This work was supported by Grant Number R01EB012547 from the National Institute of Biomedical Imaging And Bioengineering and Grant Number R01NS060910 from the National Institute of Neurological Disorders and Stroke. This work represents the opinions of the researchers and not necessarily that of the granting organizations.

Author information

Authors and Affiliations

Authors

Corresponding author

Correspondence to Luo Xiao.

Appendices

Appendix 1: Proofs

Proof of Proposition 1

The design matrix \(\mathbf{B}\) is of full rank (Xiao et al. 2012). Hence \(\mathbf{B}^T\mathbf{B}\) is invertible and \(\mathbf{A}_S\) is of rank \(c\). \({\varvec{\Sigma }}_S\) is a diagonal matrix with all elements greater than 0 and \({\widetilde{\mathbf{Y}}}\) is of rank at most \(\min (c,I)\). Hence \({\widetilde{\mathbf{K}}}= \mathbf{A}_S\left( I^{-1}{\varvec{\Sigma }}_S{\widetilde{\mathbf{Y}}}{\widetilde{\mathbf{Y}}}^T{\varvec{\Sigma }}_S\right) \mathbf{A}_S^T\) has a rank at most \(\min (c,I)\) and the proposition follows. \(\square \)

Proof of Proposition 2

First of all, \(\text{ tr }(\mathbf {S}) = \text{ tr }({\varvec{\Sigma }}_S)\) which is easy to calculate. We now compute \(\sum _{i=1}^I \Vert \mathbf{Y}_i - \mathbf{S}\mathbf{Y}_i\Vert ^2\). Because \( \Vert \mathbf{Y}_i - \mathbf{S}\mathbf{Y}_i\Vert ^2 = \mathbf{Y}_i^T(\mathbf{S}-\mathbf{I}_J)^2\mathbf{Y}_i = \text{ tr }\{(\mathbf{S}-\mathbf{I}_J)^2\mathbf{Y}_i\mathbf{Y}_i^T\}\),

$$\begin{aligned} \sum _{i=1}^I \Vert \mathbf{Y}_i - \mathbf{S}\mathbf{Y}_i\Vert ^2&= \text{ tr }\left\{ (\mathbf{S}-\mathbf{I}_J)^2\sum _{i=1}^I \mathbf{Y}_i\mathbf{Y}_i^T\right\} \\&= \text{ tr }\left\{ (\mathbf{S}-\mathbf{I}_J)^2\mathbf{Y}\mathbf{Y}^T\right\} . \end{aligned}$$

It can be shown that \(\mathbf{S}^2 = \mathbf{A}_S {\varvec{\Sigma }}_S^2\mathbf{A}_S^T\).

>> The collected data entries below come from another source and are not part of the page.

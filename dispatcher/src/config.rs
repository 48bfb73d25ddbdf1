//! Dispatcher service configuration.
//!
//! Provides configuration options for the webhook dispatcher and the event
//! poller it drives. Values are read from the environment by
//! [`DispatcherConfig::from_env`].

use std::env;
use std::time::Duration;

use launchpad_indexer::{PollerConfig, SourceConfig};
use serde::{Deserialize, Serialize};

use crate::engine::DEFAULT_MAX_CONCURRENT_DELIVERIES;
use crate::sender::DeliveryConfig;
use crate::store::DEFAULT_LOG_RETENTION;

/// Default event API base URL.
pub const DEFAULT_EVENTS_API_URL: &str = "http://localhost:8000";

/// Largest page the event API accepts.
pub const MAX_PAGE_SIZE: u32 = 1000;

/// Configuration for the dispatcher service.
#[derive(Debug, Clone, Serialize, Deserialize, PartialEq, Eq)]
pub struct DispatcherConfig {
    /// Event API base URL.
    pub events_api_url: String,

    /// Factory contract whose events are polled.
    pub contract_id: String,

    /// Poll interval in milliseconds.
    pub poll_interval_ms: u64,

    /// Maximum events requested per poll.
    pub page_size: u32,

    /// Ledger to start from when no cursor is held.
    pub start_ledger: Option<u64>,

    /// Per-attempt webhook timeout in milliseconds.
    pub webhook_timeout_ms: u64,

    /// Maximum delivery attempts per subscription.
    pub max_retries: u32,

    /// Base delay for exponential backoff in milliseconds.
    pub retry_base_delay_ms: u64,

    /// Optional JSON file of subscriptions to load at startup.
    pub subscriptions_file: Option<String>,

    /// Maximum events delivered at the same time.
    pub max_concurrent_deliveries: usize,

    /// Delivery logs kept by the in-memory store.
    pub log_retention: usize,
}

impl Default for DispatcherConfig {
    fn default() -> Self {
        Self {
            events_api_url: DEFAULT_EVENTS_API_URL.to_string(),
            contract_id: String::new(),
            poll_interval_ms: 5000,
            page_size: 100,
            start_ledger: None,
            webhook_timeout_ms: 5000,
            max_retries: 3,
            retry_base_delay_ms: 1000,
            subscriptions_file: None,
            max_concurrent_deliveries: DEFAULT_MAX_CONCURRENT_DELIVERIES,
            log_retention: DEFAULT_LOG_RETENTION,
        }
    }
}

impl DispatcherConfig {
    /// Creates a new configuration for the given factory contract.
    #[must_use]
    pub fn new(contract_id: impl Into<String>) -> Self {
        Self {
            contract_id: contract_id.into(),
            ..Default::default()
        }
    }

    /// Sets the event API base URL.
    #[must_use]
    pub fn with_events_api_url(mut self, url: impl Into<String>) -> Self {
        self.events_api_url = url.into();
        self
    }

    /// Sets the poll interval.
    #[must_use]
    pub fn with_poll_interval(mut self, ms: u64) -> Self {
        self.poll_interval_ms = ms;
        self
    }

    /// Sets the page size.
    #[must_use]
    pub fn with_page_size(mut self, page_size: u32) -> Self {
        self.page_size = page_size;
        self
    }

    /// Sets the starting ledger.
    #[must_use]
    pub fn with_start_ledger(mut self, ledger: u64) -> Self {
        self.start_ledger = Some(ledger);
        self
    }

    /// Sets the per-attempt webhook timeout.
    #[must_use]
    pub fn with_webhook_timeout(mut self, ms: u64) -> Self {
        self.webhook_timeout_ms = ms;
        self
    }

    /// Sets the maximum delivery attempts.
    #[must_use]
    pub fn with_max_retries(mut self, retries: u32) -> Self {
        self.max_retries = retries;
        self
    }

    /// Sets the backoff base delay.
    #[must_use]
    pub fn with_retry_base_delay(mut self, ms: u64) -> Self {
        self.retry_base_delay_ms = ms;
        self
    }

    /// Sets the subscriptions file.
    #[must_use]
    pub fn with_subscriptions_file(mut self, path: impl Into<String>) -> Self {
        self.subscriptions_file = Some(path.into());
        self
    }

    /// Sets the delivery concurrency limit.
    #[must_use]
    pub fn with_max_concurrent_deliveries(mut self, limit: usize) -> Self {
        self.max_concurrent_deliveries = limit;
        self
    }

    /// Sets how many delivery logs the in-memory store keeps.
    #[must_use]
    pub fn with_log_retention(mut self, entries: usize) -> Self {
        self.log_retention = entries;
        self
    }

    /// Loads the configuration from environment variables.
    ///
    /// Unset variables fall back to their defaults, except
    /// `FACTORY_CONTRACT_ID` which is required.
    ///
    /// # Errors
    ///
    /// Returns an error if a required variable is missing, a value does not
    /// parse, or the resulting configuration is invalid.
    pub fn from_env() -> Result<Self, ConfigError> {
        Self::from_lookup(|key| env::var(key).ok())
    }

    /// Loads the configuration through an arbitrary variable lookup.
    ///
    /// # Errors
    ///
    /// See [`DispatcherConfig::from_env`].
    pub fn from_lookup<F>(lookup: F) -> Result<Self, ConfigError>
    where
        F: Fn(&str) -> Option<String>,
    {
        let defaults = Self::default();
        let get = |key: &str| lookup(key).filter(|v| !v.trim().is_empty());

        let contract_id =
            get("FACTORY_CONTRACT_ID").ok_or(ConfigError::MissingVar("FACTORY_CONTRACT_ID"))?;

        let config = Self {
            events_api_url: get("EVENTS_API_URL").unwrap_or(defaults.events_api_url),
            contract_id,
            poll_interval_ms: parse_var(&get, "POLL_INTERVAL_MS")?
                .unwrap_or(defaults.poll_interval_ms),
            page_size: parse_var(&get, "POLL_PAGE_SIZE")?.unwrap_or(defaults.page_size),
            start_ledger: parse_var(&get, "START_LEDGER")?,
            webhook_timeout_ms: parse_var(&get, "WEBHOOK_TIMEOUT_MS")?
                .unwrap_or(defaults.webhook_timeout_ms),
            max_retries: parse_var(&get, "WEBHOOK_MAX_RETRIES")?.unwrap_or(defaults.max_retries),
            retry_base_delay_ms: parse_var(&get, "WEBHOOK_RETRY_BASE_DELAY_MS")?
                .unwrap_or(defaults.retry_base_delay_ms),
            subscriptions_file: get("WEBHOOK_SUBSCRIPTIONS_FILE"),
            max_concurrent_deliveries: parse_var(&get, "WEBHOOK_MAX_CONCURRENT")?
                .unwrap_or(defaults.max_concurrent_deliveries),
            log_retention: parse_var(&get, "WEBHOOK_LOG_RETENTION")?
                .unwrap_or(defaults.log_retention),
        };

        config.validate()?;
        Ok(config)
    }

    /// Validates the configuration.
    ///
    /// # Errors
    ///
    /// Returns an error if the configuration is invalid.
    pub fn validate(&self) -> Result<(), ConfigError> {
        if self.contract_id.trim().is_empty() {
            return Err(ConfigError::MissingVar("FACTORY_CONTRACT_ID"));
        }

        if !self.events_api_url.starts_with("http://")
            && !self.events_api_url.starts_with("https://")
        {
            return Err(ConfigError::InvalidEventsUrl(self.events_api_url.clone()));
        }

        if self.poll_interval_ms == 0 {
            return Err(ConfigError::InvalidPollInterval);
        }

        if self.page_size == 0 || self.page_size > MAX_PAGE_SIZE {
            return Err(ConfigError::InvalidPageSize(self.page_size));
        }

        if self.webhook_timeout_ms == 0 {
            return Err(ConfigError::InvalidTimeout);
        }

        if self.max_retries == 0 {
            return Err(ConfigError::InvalidMaxRetries);
        }

        if self.max_concurrent_deliveries == 0 {
            return Err(ConfigError::InvalidConcurrency);
        }

        if self.log_retention == 0 {
            return Err(ConfigError::InvalidLogRetention);
        }

        Ok(())
    }

    /// Returns the poller configuration.
    #[must_use]
    pub fn poller_config(&self) -> PollerConfig {
        let config = PollerConfig::default()
            .with_poll_interval(self.poll_interval_ms)
            .with_page_size(self.page_size);

        match self.start_ledger {
            Some(ledger) => config.with_start_ledger(ledger),
            None => config,
        }
    }

    /// Returns the event source configuration.
    #[must_use]
    pub fn source_config(&self) -> SourceConfig {
        SourceConfig::new(self.events_api_url.clone(), self.contract_id.clone())
    }

    /// Returns the webhook delivery configuration.
    #[must_use]
    pub fn delivery_config(&self) -> DeliveryConfig {
        DeliveryConfig {
            max_retries: self.max_retries,
            base_delay_ms: self.retry_base_delay_ms,
            timeout: Duration::from_millis(self.webhook_timeout_ms),
            ..DeliveryConfig::default()
        }
    }
}

fn parse_var<T, G>(get: &G, key: &'static str) -> Result<Option<T>, ConfigError>
where
    T: std::str::FromStr,
    G: Fn(&str) -> Option<String>,
{
    match get(key) {
        Some(raw) => raw
            .trim()
            .parse()
            .map(Some)
            .map_err(|_| ConfigError::InvalidVar { key, value: raw }),
        None => Ok(None),
    }
}

/// Configuration errors.
#[derive(Debug, Clone, PartialEq, Eq, thiserror::Error)]
pub enum ConfigError {
    /// A required variable is missing.
    #[error("{0} must be set")]
    MissingVar(&'static str),

    /// A variable could not be parsed.
    #[error("{key} has an invalid value: {value}")]
    InvalidVar {
        /// Variable name.
        key: &'static str,
        /// Raw value.
        value: String,
    },

    /// Event API URL is not http(s).
    #[error("events api url must start with http:// or https://: {0}")]
    InvalidEventsUrl(String),

    /// Invalid poll interval.
    #[error("poll_interval_ms must be > 0")]
    InvalidPollInterval,

    /// Invalid page size.
    #[error("page_size must be between 1 and 1000, got {0}")]
    InvalidPageSize(u32),

    /// Invalid webhook timeout.
    #[error("webhook_timeout_ms must be > 0")]
    InvalidTimeout,

    /// Invalid retry count.
    #[error("max_retries must be >= 1")]
    InvalidMaxRetries,

    /// Invalid delivery concurrency.
    #[error("max_concurrent_deliveries must be >= 1")]
    InvalidConcurrency,

    /// Invalid log retention.
    #[error("log_retention must be >= 1")]
    InvalidLogRetention,
}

Hence \(\text{ tr }(\mathbf{S}^2\mathbf{Y}\mathbf{Y}^T) = \text{ tr }(\mathbf{Y}^T\mathbf{S}^2\mathbf{Y}) = \text{ tr }({\widetilde{\mathbf{Y}}}^T{\varvec{\Sigma }}_S^2{\widetilde{\mathbf{Y}}})=\text{ tr }({\varvec{\Sigma }}_S^2{\widetilde{\mathbf{Y}}}{\widetilde{\mathbf{Y}}}^T)\). Similarly, we derive \(\text{ tr }(\mathbf{S}\mathbf{Y}\mathbf{Y}^T) = \text{ tr }({\varvec{\Sigma }}_S{\widetilde{\mathbf{Y}}}{\widetilde{\mathbf{Y}}}^T)\). We have \(\text{ tr }(\mathbf{Y}\mathbf{Y}^T) = \Vert \mathbf{Y}\Vert _F^2\). It follows that

$$\begin{aligned} \sum _{i=1}^I \Vert \mathbf{Y}_i - \mathbf{S}\mathbf{Y}_i\Vert ^2 = \text{ tr }\left\{ ({\varvec{\Sigma }}_S-\mathbf{I}_c)^2{\widetilde{\mathbf{Y}}}{\widetilde{\mathbf{Y}}}^T\right\} -\Vert {\widetilde{\mathbf{Y}}}\Vert _F^2+ \Vert \mathbf{Y}\Vert _F^2. \end{aligned}$$

\(\square \)

Proposition 3

The computation time of FACE is \(O(IJc +Jc^2+c^3 + ck_0)\), where \(k_0\) is the number of iterations needed for selecting the smoothing parameter (see Sect. 3.2), and the total required computer memory is \(O(JI+I^2+Jc+c^2+k_0)\) memory units.

Proof of Proposition 3

We need to compute or store the following quantities: \(\mathbf{X}\), \(\mathbf{B}\), \(\mathbf{B}^T\mathbf{B}\), \((\mathbf{B}^T\mathbf{B})^{-1/2}, \mathbf{P}, (\mathbf{B}^T\mathbf{B})^{-1/2}\mathbf{P}(\mathbf{B}^T\mathbf{B})^{-1/2}, \mathbf{A}_S, {\widetilde{\mathbf{Y}}}, \mathbf{A}, \mathbf{U}\), and \(\mathbf{A}_S \mathbf{A}\). For the computational complexity, \(\mathbf{B}^T\mathbf{B}\), \(\mathbf{A}_S = \mathbf{B}(\mathbf{B}^T\mathbf{B})^{-1/2}\mathbf{U}\), and \(\mathbf{A}_S\mathbf{A}\) require \(O(Jc^2)\) computations; \((\mathbf{B}^T\mathbf{B})^{-1/2}\), \(\mathbf{P}\), \((\mathbf{B}^T\mathbf{B})^{-1/2}\mathbf{P}(\mathbf{B}^T\mathbf{B})^{-1/2}\), \(\mathbf{A}\), and \(\mathbf{U}\) require \(O(c^3)\) computations; \({\widetilde{\mathbf{Y}}}= \mathbf{A}_S^T\mathbf{Y}\) requires \(O(JIc)\) computations. So in total, \(O(JIc+Jc^2+c^3)\) computations are required. For the memory burden, the loading of \(\mathbf{Y}\) requires \(O(JI)\) memory units, computer of \(\mathbf{B}\) and \(\mathbf{A}_S\mathbf{A}\) requires \(O(Jc)\) memory units, and other objects require \(O(c^2)\) memory units. \(\square \)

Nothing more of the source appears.